In a recent study published in AIP Advances (doi:10.1063/1.5041809), Divya Prakash and Youho Lee from The University of New Mexico, Albuquerque, explore surface heat-transfer of an aluminum oxide (alumina) ceramic—one of the most widely used ceramics—and propose a simple strategy to protect it from thermal fatigue-induced failure.
The researchers impacted a heated alumina surface with a cold water drop and recorded its heat-transfer modes at the surface, including a “tornado lift-off” (see Fig. a) and a water jet (Fig. b).
Since cracks are the hallmark of thermal shock, measurement of the residual strength of the material provides information about its ability to withstand sharp variations in temperature. The alumina coupons used in the study could withstand a sudden temperature gradient from 25°C to 325°C, but the strength decreased above 200°C. By relating these measurements to the surface heat flux, the researchers suggested that a hydrophobic surface containing air pockets would protect the ceramic. Upon implementing this approach by coating the alumina substrate with a porous silica layer to give rise to a contact angle of 145°, typical of hydrophobicity, the incoming cold water was found to form a planar film at the surface (see Fig. c) and the residual strength remained high up to 350°C.

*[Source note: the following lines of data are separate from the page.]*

use anyhow::anyhow;
use axum::{
    Form, Json,
    extract::{FromRequest, Request, rejection::JsonRejection},
    http::StatusCode,
};
use serde::de::DeserializeOwned;
use validator::{Validate, ValidationErrors};

use crate::utils::errors::AppError;

fn format_errors(errors: &ValidationErrors) -> String {
    errors
        .field_errors()
        .iter()
        .flat_map(|(field, errors)| {
            errors.iter().filter_map(move |error| {
                error
                    .message
                    .as_ref()
                    .map(|msg| msg.to_string())
                    .or_else(|| Some(format!("{} is invalid", field)))
            })
        })
        .collect::<Vec<_>>()
        .join(", ")
}

/// JSON extractor that runs `validator` rules after deserialization.
#[derive(Debug, Clone, Copy, Default)]
pub struct ValidatedJson<T>(pub T);

impl<T, S> FromRequest<S> for ValidatedJson<T>
where
    T: DeserializeOwned + Validate,
    S: Send + Sync,
{
    type Rejection = AppError;

    async fn from_request(req: Request, state: &S) -> Result<Self, Self::Rejection> {
        let Json(value) = Json::<T>::from_request(req, state)
            .await
            .map_err(|rejection| {
                let error_msg = rejection.body_text();

                if error_msg.contains("missing field") {
                    let field = error_msg
                        .split("missing field `")
                        .nth(1)
                        .and_then(|s| s.split('`').next())
                        .unwrap_or("unknown");
                    return AppError::new(
                        StatusCode::BAD_REQUEST,
                        anyhow!("{} is required", field),
                    );
                }

                if error_msg.contains("invalid type") {
                    return AppError::new(
                        StatusCode::BAD_REQUEST,
                        anyhow!("Invalid field type in request"),
                    );
                }

                if matches!(rejection, JsonRejection::MissingJsonContentType(_)) {
                    return AppError::new(
                        StatusCode::BAD_REQUEST,
                        anyhow!("Missing 'Content-Type: application/json' header"),
                    );
                }

                AppError::new(StatusCode::BAD_REQUEST, anyhow!("Invalid request body"))
            })?;

        value.validate().map_err(|errors| {
            AppError::unprocessable(anyhow!("{}", format_errors(&errors)))
        })?;

        Ok(ValidatedJson(value))
    }
}

/// Form-encoded counterpart of [`ValidatedJson`], used by the login endpoint
/// which accepts `application/x-www-form-urlencoded` credentials.
#[derive(Debug, Clone, Copy, Default)]
pub struct ValidatedForm<T>(pub T);

impl<T, S> FromRequest<S> for ValidatedForm<T>
where
    T: DeserializeOwned + Validate,
    S: Send + Sync,
{
    type Rejection = AppError;

    async fn from_request(req: Request, state: &S) -> Result<Self, Self::Rejection> {
        let Form(value) = Form::<T>::from_request(req, state)
            .await
            .map_err(|_| AppError::new(StatusCode::BAD_REQUEST, anyhow!("Invalid form body")))?;

        value.validate().map_err(|errors| {
            AppError::unprocessable(anyhow!("{}", format_errors(&errors)))
        })?;

        Ok(ValidatedForm(value))
    }
}
use axum::{Router, routing::get, routing::post};

use crate::state::AppState;

use super::controller::{
    create_teacher, delete_teacher, get_teacher, get_teachers, update_teacher,
};

pub fn init_teachers_router() -> Router<AppState> {
    Router::new()
        .route("/", post(create_teacher).get(get_teachers))
        .route(
            "/{id}",
            get(get_teacher).put(update_teacher).delete(delete_teacher),
        )
}
use axum::{Router, routing::get, routing::post};

use crate::state::AppState;

use super::controller::{create_user, delete_user, get_user, get_users, update_user};

pub fn init_users_router() -> Router<AppState> {
    Router::new()
        .route("/", post(create_user).get(get_users))
        .route("/{id}", get(get_user).put(update_user).delete(delete_user))
}
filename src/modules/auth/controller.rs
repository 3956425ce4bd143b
use axum::{Json, extract::State};
use serde::Serialize;
use tracing::instrument;
use utoipa::ToSchema;

use crate::middleware::auth::AuthUser;
use crate::modules::users::model::User;
use crate::modules::users::service::UserService;
use crate::state::AppState;
use crate::utils::errors::AppError;
use crate::validator::ValidatedForm;

use super::model::{LoginRequest, LoginResponse};
use super::service::AuthService;

#[derive(Serialize, ToSchema)]
pub struct ErrorResponse {
    pub error: String,
}

/// Login with email and password, receive a bearer token
#[utoipa::path(
    post,
    path = "/api/auth/login",
    request_body(content = LoginRequest, content_type = "application/x-www-form-urlencoded"),
    responses(
        (status = 200, description = "Login successful", body = LoginResponse),
        (status = 400, description = "Invalid credentials", body = ErrorResponse)
    ),
    tag = "Authentication"
)]
#[instrument(skip(state, dto))]
pub async fn login_user(
    State(state): State<AppState>,
    ValidatedForm(dto): ValidatedForm<LoginRequest>,
) -> Result<Json<LoginResponse>, AppError> {
    let response = AuthService::login_user(&state.db, dto, &state.jwt_config).await?;
    Ok(Json(response))
}

/// Get the authenticated account
#[utoipa::path(
    get,
    path = "/api/auth/me",
    responses(
        (status = 200, description = "Authenticated account", body = User),
        (status = 401, description = "Unauthorized", body = ErrorResponse)
    ),
    tag = "Authentication",
    security(("bearer_auth" = []))
)]
#[instrument(skip(state, auth_user))]
pub async fn me(
    State(state): State<AppState>,
    auth_user: AuthUser,
) -> Result<Json<User>, AppError> {
    let user = UserService::get_user_by_id(&state.db, auth_user.user_id()?).await?;
    Ok(Json(user))
}
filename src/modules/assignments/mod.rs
pub mod controller;
pub mod model;
pub mod router;
pub mod service;
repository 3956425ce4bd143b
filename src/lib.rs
//! # Gradebook API
//!
//! A school management REST API built with Rust, Axum, and SQLite. It covers
//! the day-to-day records of a small school: accounts, students, classes,
//! subjects, teachers, results, academic years, and the assignments that link
//! a teacher to the subject they teach in a class.
//!
//! ## Architecture
//!
//! The codebase follows a modular architecture inspired by NestJS:
//!
//! ```text
//! src/
//! ├── config/           # Configuration modules (JWT, database, CORS)
//! ├── middleware/       # Auth middleware and extractors
//! ├── modules/          # Feature modules
//! │   ├── auth/        # Authentication (login, current user)
//! │   ├── users/       # Account management
//! │   ├── students/    # Student records
//! │   ├── classes/     # Classes and their form teachers
//! │   ├── subjects/    # Subjects
//! │   ├── teachers/    # Teacher onboarding and profiles
//! │   ├── results/     # Per-subject student scores
//! │   ├── years/       # Academic years
//! │   └── assignments/ # Class-subject-teacher links
//! └── utils/           # Shared utilities
//! ```
//!
//! Each feature module follows a consistent structure:
//!
//! - `mod.rs`: Module exports
//! - `controller.rs`: HTTP handlers (routes)
//! - `service.rs`: Business logic
//! - `model.rs`: Data models, DTOs, database structs
//! - `router.rs`: Axum router configuration
//!
//! ## Authentication
//!
//! Login is form-encoded (`username` + `password`) and returns a bearer
//! access token. Every entity route requires a valid token; only `/api/auth`
//! is public.
//!
//! ## Quick Start
//!
//! ```bash
//! DATABASE_URL=sqlite://gradebook.db
//! JWT_SECRET=your-secure-secret-key
//! JWT_ACCESS_EXPIRY=3600
//! ```
//!
//! When the server is running, API documentation is available at
//! `http://localhost:3000/scalar`.

pub mod config;
pub mod docs;
pub mod logging;
pub mod middleware;
pub mod modules;
pub mod router;
pub mod state;
pub mod utils;
pub mod validator;
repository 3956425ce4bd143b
use serde::{Deserialize, Serialize};
use utoipa::ToSchema;
use validator::Validate;

/// Claims carried by access tokens: subject id, email, role and display name.
#[derive(Debug, Clone, Serialize, Deserialize)]
pub struct Claims {
    pub sub: String,
    pub email: String,
    pub role: String,
    pub name: String,
    pub exp: usize,
    pub iat: usize,
}

/// Form-encoded login credentials. The `username` field carries the account
/// email, matching the OAuth2 password-grant field naming.
#[derive(Debug, Deserialize, Validate, ToSchema)]
pub struct LoginRequest {
    #[validate(length(min = 1))]
    pub username: String,
    #[validate(length(min = 1))]
    pub password: String,
}

#[derive(Debug, Serialize, ToSchema)]
pub struct LoginResponse {
    pub access_token: String,
    pub token_type: String,
}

These results suggest a new coating-based approach to afford thermal-shock protection to ceramics, which Lee plans to develop in the future “to enhance our current mechanistic understanding and increase the temperature range.” He also emphasizes that “the surface nanostructure plays a dominant role in the rate of boiling surface heat transfer, so a hydrophobic polymer can work in similar ways.” Indeed, the calculated predictions take into account the contact area between the incoming water and the surface, which is drastically reduced on hydrophobic surfaces. This strategy therefore opens up new avenues for resistance to thermal shocks in a wide range of applications.
Carolina Tallon, assistant professor at Virginia Tech, who is unaffiliated with the study, finds this work very exciting. Her group develops ultrahigh-temperature ceramics components for extreme applications such as hypersonic vehicles. “The idea of controlling the nanostructure at the surface of the material to increase the thermal-shock resistance—but also to be able to correlate the surface heat transfer experienced by the material to detect the actual thermal stress it was submitted to—will have a significant impact in the high-temperature materials community. For example, it can be used to test, evaluate, and predict the response of the ceramics in stringent conditions, where direct experimental measurements are not always feasible.” Tallon cautions, though, that “in the case of extreme thermal loads as the ones experienced in hypersonic conditions, the challenge of developing a substrate that has a suitable temperature resistance, thermal expansion coefficient, and thermal conductivity still remains.”